[llvm] [DebugInfo] Don't apply is_stmt on MBB branches that preserve lines (PR #108251)

Stephen Tozer via llvm-commits llvm-commits at lists.llvm.org
Wed Sep 11 10:06:32 PDT 2024


https://github.com/SLTozer created https://github.com/llvm/llvm-project/pull/108251

This patch follows on from the changes made in 5fef40c, by adding an additional heuristic that prevents us from applying the start-of-MBB is_stmt flag when we can see that, for all direct branches to the MBB, the last line stepped on before the branch is the same as the first line of the MBB. This is mainly to prevent certain pathological cases, such as macros that expand to multiple basic blocks that all have the same source location, from giving us repeated steps on the same line. This approach is not comprehensive, since it relies on analyzeBranch to read edges.

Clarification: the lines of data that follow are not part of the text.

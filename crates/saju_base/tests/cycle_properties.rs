//! Periodicity and closure properties of the sexagenary arithmetic.

use std::collections::HashSet;

use chrono::{Duration, NaiveDate};
use saju_base::{
    DAY_PILLAR_EPOCH_YMD, Sex, branch_at, day_pillar, generate, sexagenary_at, stem_at, tally,
    year_pillar,
};

#[test]
fn stems_and_branches_close_their_cycles() {
    for i in -500..500 {
        assert_eq!(stem_at(i), stem_at(i + 10));
        assert_eq!(branch_at(i), branch_at(i + 12));
    }
}

#[test]
fn sixty_distinct_pairs() {
    let pairs: HashSet<_> = (0..60).map(sexagenary_at).collect();
    assert_eq!(pairs.len(), 60);
    for i in 0..60 {
        assert_eq!(sexagenary_at(i).sexagenary().map(|s| s.index() as i64), Some(i));
    }
}

#[test]
fn epoch_is_gapja() {
    let (y, m, d) = DAY_PILLAR_EPOCH_YMD;
    let epoch = NaiveDate::from_ymd_opt(y, m, d).unwrap();
    let p = day_pillar(epoch);
    assert_eq!((p.stem.index(), p.branch.index()), (0, 0));
}

#[test]
fn day_pillar_repeats_every_sixty_days() {
    let start = NaiveDate::from_ymd_opt(1850, 3, 1).unwrap();
    for n in (0..80_000).step_by(97) {
        let date = start + Duration::days(n);
        assert_eq!(day_pillar(date), day_pillar(date + Duration::days(60)));
        assert_ne!(day_pillar(date), day_pillar(date + Duration::days(1)));
    }
}

#[test]
fn year_pillar_repeats_every_sixty_years() {
    for y in 1700..2300 {
        assert_eq!(year_pillar(y), year_pillar(y + 60));
    }
    assert_eq!(year_pillar(1984).to_string(), "갑자");
}

#[test]
fn tally_always_counts_eight_symbols() {
    for a in (0..60).step_by(7) {
        for b in (0..60).step_by(11) {
            let pillars = [
                sexagenary_at(a),
                sexagenary_at(b),
                sexagenary_at(a + b),
                sexagenary_at(a * b),
            ];
            assert_eq!(tally(&pillars).total(), 8);
        }
    }
}

#[test]
fn flat_luck_cycle_is_consecutive() {
    for year in 1900..2100 {
        for sex in [Sex::Male, Sex::Female] {
            let entries: Vec<_> = generate(year, sex).iter().collect();
            assert_eq!(entries.len(), 8);
            let first = ((year as i64 - 4).rem_euclid(10) + 1) % 10;
            assert_eq!(entries[0].sexagenary.index() as i64, first);
            for pair in entries.windows(2) {
                assert_eq!(
                    (pair[0].sexagenary.index() + 1) % 60,
                    pair[1].sexagenary.index()
                );
                assert!(pair[1].pillar.sexagenary().is_some());
            }
        }
    }
}
//! Interpretation rules over a computed chart.
//!
//! A rule is a named conjunction of typed conditions plus the text to show
//! when all of them hold. Rule files are JSON arrays:
//!
//! ```json
//! [
//!   {
//!     "name": "metal-heavy",
//!     "conditions": [
//!       { "type": "element_at_least", "element": "금", "count": 3 },
//!       { "type": "has_branch", "branch": "오" }
//!     ],
//!     "interpretation": "..."
//!   }
//! ]
//! ```

use std::path::Path;

use saju_base::{Branch, Element, Stem};
use serde::{Deserialize, Serialize};

use crate::chart::{Chart, PillarPosition};
use crate::error::ChartError;

/// One test against a chart.
#[derive(Debug, Clone, PartialEq, Eq, Serialize, Deserialize)]
#[serde(tag = "type", rename_all = "snake_case")]
pub enum Condition {
    /// Any pillar carries `stem`.
    HasStem { stem: Stem },
    /// Any pillar carries `branch`.
    HasBranch { branch: Branch },
    /// `stem` appears more than `threshold` times.
    StemCountGreaterThan { stem: Stem, threshold: usize },
    /// `branch` appears more than `threshold` times.
    BranchCountGreaterThan { branch: Branch, threshold: usize },
    /// The pillar at `position` matches every part given.
    PillarEquals {
        position: PillarPosition,
        #[serde(default, skip_serializing_if = "Option::is_none")]
        stem: Option<Stem>,
        #[serde(default, skip_serializing_if = "Option::is_none")]
        branch: Option<Branch>,
    },
    ElementAtLeast { element: Element, count: u8 },
    DominantElement { element: Element },
    /// At least one nested condition holds.
    AnyOf { conditions: Vec<Condition> },
}

impl Condition {
    pub fn evaluate(&self, chart: &Chart) -> bool {
        let pillars = &chart.pillars;
        match self {
            Self::HasStem { stem } => pillars.stem_count(*stem) > 0,
            Self::HasBranch { branch } => pillars.branch_count(*branch) > 0,
            Self::StemCountGreaterThan { stem, threshold } => {
                pillars.stem_count(*stem) > *threshold
            }
            Self::BranchCountGreaterThan { branch, threshold } => {
                pillars.branch_count(*branch) > *threshold
            }
            Self::PillarEquals {
                position,
                stem,
                branch,
            } => {
                let pillar = pillars.get(*position);
                stem.is_none_or(|s| pillar.stem == s) && branch.is_none_or(|b| pillar.branch == b)
            }
            Self::ElementAtLeast { element, count } => chart.elements.get(*element) >= *count,
            Self::DominantElement { element } => chart.dominant_element() == *element,
            Self::AnyOf { conditions } => conditions.iter().any(|c| c.evaluate(chart)),
        }
    }
}

/// A named set of conditions, all of which must hold.
#[derive(Debug, Clone, PartialEq, Eq, Serialize, Deserialize)]
pub struct Rule {
    pub name: String,
    #[serde(default)]
    pub conditions: Vec<Condition>,
    pub interpretation: String,
}

impl Rule {
    /// True when every condition holds. A rule without conditions always
    /// matches.
    pub fn matches(&self, chart: &Chart) -> bool {
        self.conditions.iter().all(|c| c.evaluate(chart))
    }
}

/// An ordered list of rules.
#[derive(Debug, Clone, Default, PartialEq, Eq, Serialize, Deserialize)]
#[serde(transparent)]
pub struct RuleSet {
    rules: Vec<Rule>,
}

impl RuleSet {
    pub fn new(rules: Vec<Rule>) -> Self {
        Self { rules }
    }

    pub fn from_json_str(content: &str) -> Result<Self, ChartError> {
        serde_json::from_str(content).map_err(|e| ChartError::RuleParse(e.to_string()))
    }

    pub fn load(path: &Path) -> Result<Self, ChartError> {
        let content = std::fs::read_to_string(path)
            .map_err(|e| ChartError::RuleParse(format!("{}: {e}", path.display())))?;
        Self::from_json_str(&content)
    }

    pub fn rules(&self) -> &[Rule] {
        &self.rules
    }

    pub fn len(&self) -> usize {
        self.rules.len()
    }

    pub fn is_empty(&self) -> bool {
        self.rules.is_empty()
    }

    /// Rules matching `chart`, in file order.
    pub fn matching<'a>(&'a self, chart: &'a Chart) -> impl Iterator<Item = &'a Rule> + 'a {
        self.rules.iter().filter(move |r| r.matches(chart))
    }
}
//! DRAM cell access paths.
//!
//! Two access disciplines cover the same buffer:
//! 1. **Locked:** single-threaded execution serializes accesses with the
//!    platform DRAM lock and uses plain loads/stores.
//! 2. **Lock-free:** per-hart-thread execution uses relaxed atomics — one
//!    aligned halfword/word operation on the fast path, per-byte operations
//!    for unaligned addresses — keeping racing accesses to unrelated words
//!    well-defined.
//!
//! Unaligned accesses always assemble little-endian from individual bytes,
//! so both paths observe identical values.

use std::sync::atomic::{AtomicU8, AtomicU16, AtomicU32, Ordering};

use crate::machine::Machine;

/// Reads `len` (1, 2, or 4) bytes little-endian from a DRAM offset.
///
/// Returns `None` for unsupported widths. The caller is responsible for the
/// range check (`Platform::dram_offset`).
pub(crate) fn read(m: &Machine, off: u32, len: u32) -> Option<u32> {
    let base = m.plat.dram.base_ptr();
    if m.threaded_exec_active() {
        return read_atomic(base, off, len);
    }

    let _guard = match m.plat.dram_lock.lock() {
        Ok(guard) => guard,
        Err(poisoned) => poisoned.into_inner(),
    };
    read_atomic(base, off, len)
}

/// Writes `len` (1, 2, or 4) bytes little-endian to a DRAM offset.
///
/// Returns whether the width was supported.
pub(crate) fn write(m: &Machine, off: u32, len: u32, data: u32) -> bool {
    let base = m.plat.dram.base_ptr();
    if m.threaded_exec_active() {
        return write_atomic(base, off, len, data);
    }

    let _guard = match m.plat.dram_lock.lock() {
        Ok(guard) => guard,
        Err(poisoned) => poisoned.into_inner(),
    };
    write_atomic(base, off, len, data)
}

fn read_atomic(base: *mut u8, off: u32, len: u32) -> Option<u32> {
    // SAFETY: `off + len` was range-checked against the DRAM size by the
    // caller; the buffer base is 8-byte aligned, so an `off` aligned to the
    // access width yields a properly aligned atomic cell.
    unsafe {
        let p = base.add(off as usize);
        match len {
            1 => Some(u32::from(AtomicU8::from_ptr(p).load(Ordering::Relaxed))),
            2 => {
                if off & 1 == 0 {
                    Some(u32::from(
                        AtomicU16::from_ptr(p.cast()).load(Ordering::Relaxed),
                    ))
                } else {
                    let b0 = u32::from(AtomicU8::from_ptr(p).load(Ordering::Relaxed));
                    let b1 = u32::from(AtomicU8::from_ptr(p.add(1)).load(Ordering::Relaxed));
                    Some(b0 | (b1 << 8))
                }
            }
            4 => {
                if off & 3 == 0 {
                    Some(AtomicU32::from_ptr(p.cast()).load(Ordering::Relaxed))
                } else {
                    let mut value = 0u32;
                    for i in 0..4 {
                        let b = AtomicU8::from_ptr(p.add(i)).load(Ordering::Relaxed);
                        value |= u32::from(b) << (8 * i);
                    }
                    Some(value)
                }
            }
            _ => None,
        }
    }
}

fn write_atomic(base: *mut u8, off: u32, len: u32, data: u32) -> bool {
    // SAFETY: as in `read_atomic`; the caller range-checked the access and
    // aligned offsets land on properly aligned atomic cells.
    unsafe {
        let p = base.add(off as usize);
        match len {
            1 => {
                AtomicU8::from_ptr(p).store(data as u8, Ordering::Relaxed);
                true
            }
            2 => {
                if off & 1 == 0 {
                    AtomicU16::from_ptr(p.cast()).store(data as u16, Ordering::Relaxed);
                } else {
                    AtomicU8::from_ptr(p).store(data as u8, Ordering::Relaxed);
                    AtomicU8::from_ptr(p.add(1)).store((data >> 8) as u8, Ordering::Relaxed);
                }
                true
            }
            4 => {
                if off & 3 == 0 {
                    AtomicU32::from_ptr(p.cast()).store(data, Ordering::Relaxed);
                } else {
                    for i in 0..4 {
                        AtomicU8::from_ptr(p.add(i)).store((data >> (8 * i)) as u8, Ordering::Relaxed);
                    }
                }
                true
            }
            _ => false,
        }
    }
}
//! Core Local Interruptor.
//!
//! Per-hart software interrupt latches and timer comparators plus the
//! free-running `mtime` counter.
//!
//! # Memory Map (offsets from the CLINT base)
//!
//! * `0x0000 + hart*4`: MSIP
//! * `0x4000 + hart*8`: MTIMECMP (low/high words)
//! * `0xBFF8`: MTIME (low/high words)
//!
//! An MSIP write that raises the latch also wakes a stopped hart; MTIMECMP
//! and MTIME writes refresh the affected timer-interrupt pending bits and
//! the cached next deadline.

use crate::common::constants::{CLINT_BASE, CLINT_SIZE};
use crate::csr::{MIP_MSIP, MIP_MTIP, MIP_STIP};
use crate::machine::Machine;

/// Base offset of the per-hart MSIP registers.
const CLINT_MSIP_BASE: u32 = 0x0000;
/// Base offset of the per-hart MTIMECMP registers.
const CLINT_MTIMECMP_BASE: u32 = 0x4000;
/// Offset of the MTIME register.
const CLINT_MTIME: u32 = 0xbff8;

/// Refreshes one hart's timer-interrupt pending bit from its comparator.
///
/// Under the SBI shim the timer is delivered as STIP (the shim owns the
/// machine timer); otherwise as MTIP.
pub(crate) fn sync_timer_irq_for_hart(m: &Machine, hartid: u32) {
    let Some(shared) = m.shared_checked(hartid) else {
        return;
    };

    let expired = m.plat.mtime_load() >= m.plat.mtimecmp_load(hartid);
    if m.opts.enable_sbi_shim {
        if expired {
            shared.mip_set_bits(MIP_STIP);
        } else {
            shared.mip_clear_bits(MIP_STIP);
        }
        shared.mip_clear_bits(MIP_MTIP);
        return;
    }

    if expired {
        shared.mip_set_bits(MIP_MTIP);
    } else {
        shared.mip_clear_bits(MIP_MTIP);
    }
}

/// Refreshes every hart's timer-interrupt pending bit and the deadline cache.
pub(crate) fn sync_all_timer_irqs(m: &Machine) {
    for hartid in 0..m.hart_count() {
        sync_timer_irq_for_hart(m, hartid);
    }
    m.timer_refresh_deadline();
}

/// Handles a read in the CLINT region. The MMIO lock is held by the caller.
pub(crate) fn read(m: &Machine, paddr: u32, len: u32) -> Option<u32> {
    let off = paddr - CLINT_BASE;
    if off >= CLINT_SIZE || len != 4 {
        return None;
    }

    if off < CLINT_MSIP_BASE + m.hart_count() * 4 {
        if off & 0x3 != 0 {
            return None;
        }
        let hart = (off - CLINT_MSIP_BASE) / 4;
        return Some(m.plat.msip_load(hart));
    }

    if off >= CLINT_MTIMECMP_BASE && off < CLINT_MTIMECMP_BASE + m.hart_count() * 8 {
        let rel = off - CLINT_MTIMECMP_BASE;
        if rel & 0x3 != 0 {
            return None;
        }
        let hart = rel / 8;
        let cmp = m.plat.mtimecmp_load(hart);
        return Some(if rel & 0x4 == 0 {
            cmp as u32
        } else {
            (cmp >> 32) as u32
        });
    }

    match off {
        CLINT_MTIME => Some(m.plat.mtime_load() as u32),
        val if val == CLINT_MTIME + 4 => Some((m.plat.mtime_load() >> 32) as u32),
        _ => Some(0),
    }
}

/// Handles a write in the CLINT region. The MMIO lock is held by the caller.
pub(crate) fn write(m: &Machine, paddr: u32, len: u32, data: u32) -> bool {
    let off = paddr - CLINT_BASE;
    if off >= CLINT_SIZE || len != 4 {
        return false;
    }

    if off < CLINT_MSIP_BASE + m.hart_count() * 4 {
        if off & 0x3 != 0 {
            return false;
        }
        let hart = (off - CLINT_MSIP_BASE) / 4;
        let msip = data & 1;
        m.plat.msip_store(hart, msip);
        if let Some(shared) = m.shared_checked(hart) {
            if msip != 0 && !shared.is_running() {
                shared.set_running(true);
            }
            if msip != 0 {
                shared.mip_set_bits(MIP_MSIP);
            } else {
                shared.mip_clear_bits(MIP_MSIP);
            }
        }
        return true;
    }

    if off >= CLINT_MTIMECMP_BASE && off < CLINT_MTIMECMP_BASE + m.hart_count() * 8 {
        let rel = off - CLINT_MTIMECMP_BASE;
        if rel & 0x3 != 0 {
            return false;
        }
        let hart = rel / 8;
        let cmp = m.plat.mtimecmp_load(hart);
        let cmp = if rel & 0x4 == 0 {
            (cmp & 0xffff_ffff_0000_0000) | u64::from(data)
        } else {
            (cmp & 0x0000_0000_ffff_ffff) | (u64::from(data) << 32)
        };
        m.plat.mtimecmp_store(hart, cmp);
        sync_timer_irq_for_hart(m, hart);
        m.timer_refresh_deadline();
        return true;
    }

    match off {
        CLINT_MTIME => {
            let mtime = m.plat.mtime_load();
            m.plat
                .mtime_store((mtime & 0xffff_ffff_0000_0000) | u64::from(data));
        }
        val if val == CLINT_MTIME + 4 => {
            let mtime = m.plat.mtime_load();
            m.plat
                .mtime_store((mtime & 0x0000_0000_ffff_ffff) | (u64::from(data) << 32));
        }
        _ => return true,
    }

    sync_all_timer_irqs(m);
    true
}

>From 9d19634206a6c9a958cdefb9492f20dd38700359 Mon Sep 17 00:00:00 2001
From: Stephen Tozer <stephen.tozer at sony.com>
Date: Wed, 11 Sep 2024 17:52:08 +0100
Subject: [PATCH] [DebugInfo] Don't apply is_stmt on MBB branches that preserve
 lines

This patch follows on from the changes made in 5fef40c, by adding an
additional heuristic that prevents us from applying the start-of-MBB
is_stmt flag when we can see that, for all direct branches to the MBB,
the last line stepped on before the branch is the same as the first line
of the MBB. This is mainly to prevent certain pathological cases, such as
macros that expand to multiple basic blocks that all have the same source
location, from giving us repeated steps on the same line. This approach
is not comprehensive, since it relies on analyzeBranch to read edges.
---
 llvm/lib/CodeGen/AsmPrinter/DwarfDebug.cpp    | 119 +++++++++++++++++-
 llvm/lib/CodeGen/AsmPrinter/DwarfDebug.h      |   2 +
 .../DebugInfo/X86/is_stmt-at-block-start.ll   |  27 +++-
 3 files changed, 145 insertions(+), 3 deletions(-)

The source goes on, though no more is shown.